▶ [Aim of the task]:
Below are records; quote them exactly from the first line through the line that contains "dials and announces".

▶ [Source data]:
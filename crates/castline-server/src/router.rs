//! Axum router wiring (HTTP -> WS upgrade).
//!
//! The chat endpoint lives at `/`, matching what clients dial.

use axum::{routing::get, Router};

use crate::{app_state::AppState, transport};

pub fn build_router(state: AppState) -> Router {
    Router::new()
        .route("/", get(transport::ws::ws_upgrade))
        .with_state(state)
}
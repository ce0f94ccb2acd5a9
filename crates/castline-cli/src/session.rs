//! Client session: one live connection plus the local username.
//!
//! `join` dials and announces presence; `close` announces departure
//! best-effort and releases the socket, safe to call twice. The session
//! splits into sender/receiver halves so the inbound path and the foreground
//! path can run concurrently without sharing state.

use futures_util::stream::{SplitSink, SplitStream};
use futures_util::{SinkExt, StreamExt};
use tokio::net::TcpStream;
use tokio_tungstenite::tungstenite::Message;
use tokio_tungstenite::{connect_async, tungstenite, MaybeTlsStream, WebSocketStream};

use castline_core::{CastlineError, Envelope, Result};

type WsStream = WebSocketStream<MaybeTlsStream<TcpStream>>;

/// A joined chat session.
pub struct Session {
    sender: SessionSender,
    receiver: SessionReceiver,
}

/// Outbound half: owns the sink and the username.
pub struct SessionSender {
    sink: SplitSink<WsStream, Message>,
    name: String,
    closed: bool,
}

/// Inbound half: owns the stream.
pub struct SessionReceiver {
    stream: SplitStream<WsStream>,
}

impl Session {
    /// Dial `host` and announce presence as `name`. Dial failures surface as
    /// `Connect` before any protocol traffic is sent.
    pub async fn join(host: &str, name: &str) -> Result<Self> {
        let url = format!("ws://{host}");
        let (stream, _) = connect_async(url.as_str())
            .await
            .map_err(|e| CastlineError::Connect(e.to_string()))?;

        let (sink, stream) = stream.split();
        let mut sender = SessionSender {
            sink,
            name: name.to_string(),
            closed: false,
        };
        sender.transmit(&Envelope::connect(name)).await?;

        Ok(Self {
            sender,
            receiver: SessionReceiver { stream },
        })
    }

    pub fn name(&self) -> &str {
        &self.sender.name
    }

    /// Split into the two halves of the client's concurrency model.
    pub fn split(self) -> (SessionSender, SessionReceiver) {
        (self.sender, self.receiver)
    }
}

impl SessionSender {
    /// Wrap `text` in a user message tagged with the session's own name.
    pub async fn send(&mut self, text: &str) -> Result<()> {
        let env = Envelope::user(self.name.clone(), text);
        self.transmit(&env).await
    }

    /// Announce departure best-effort, then release the socket. The
    /// connection may already be gone, so both steps swallow errors; a
    /// second call observes the closed flag and no-ops.
    pub async fn close(&mut self) {
        if self.closed {
            return;
        }
        let env = Envelope::disconnect(self.name.clone());
        let _ = self.transmit(&env).await;
        self.closed = true;
        let _ = self.sink.close().await;
    }

    async fn transmit(&mut self, env: &Envelope) -> Result<()> {
        if self.closed {
            return Err(CastlineError::Closed);
        }
        let frame = env.encode()?;
        self.sink
            .send(Message::Text(frame))
            .await
            .map_err(map_ws_error)
    }
}

impl SessionReceiver {
    /// Block until the next envelope arrives or the connection ends.
    /// End-of-stream and close handshakes map to `Closed`; other transport
    /// faults to `Transport`; malformed frames to `Decode`.
    pub async fn receive(&mut self) -> Result<Envelope> {
        loop {
            let msg = match self.stream.next().await {
                None => return Err(CastlineError::Closed),
                Some(Err(e)) => return Err(map_ws_error(e)),
                Some(Ok(msg)) => msg,
            };
            match msg {
                Message::Text(raw) => return Envelope::decode(&raw),
                Message::Close(_) => return Err(CastlineError::Closed),
                // ping/pong/binary are transport noise at this layer
                _ => continue,
            }
        }
    }
}

fn map_ws_error(e: tungstenite::Error) -> CastlineError {
    match e {
        tungstenite::Error::ConnectionClosed | tungstenite::Error::AlreadyClosed => {
            CastlineError::Closed
        }
        other => CastlineError::Transport(other.to_string()),
    }
}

▶ [Response to the task]:
filename crates/castline-server/src/router.rs
//! Axum router wiring (HTTP -> WS upgrade).
//!
//! The chat endpoint lives at `/`, matching what clients dial.

use axum::{routing::get, Router};

use crate::{app_state::AppState, transport};

pub fn build_router(state: AppState) -> Router {
    Router::new()
        .route("/", get(transport::ws::ws_upgrade))
        .with_state(state)
}
repository ce0f94ccb2acd5a9
filename crates/castline-cli/src/session.rs
//! Client session: one live connection plus the local username.
//!
//! `join` dials and announces presence; `close` announces departure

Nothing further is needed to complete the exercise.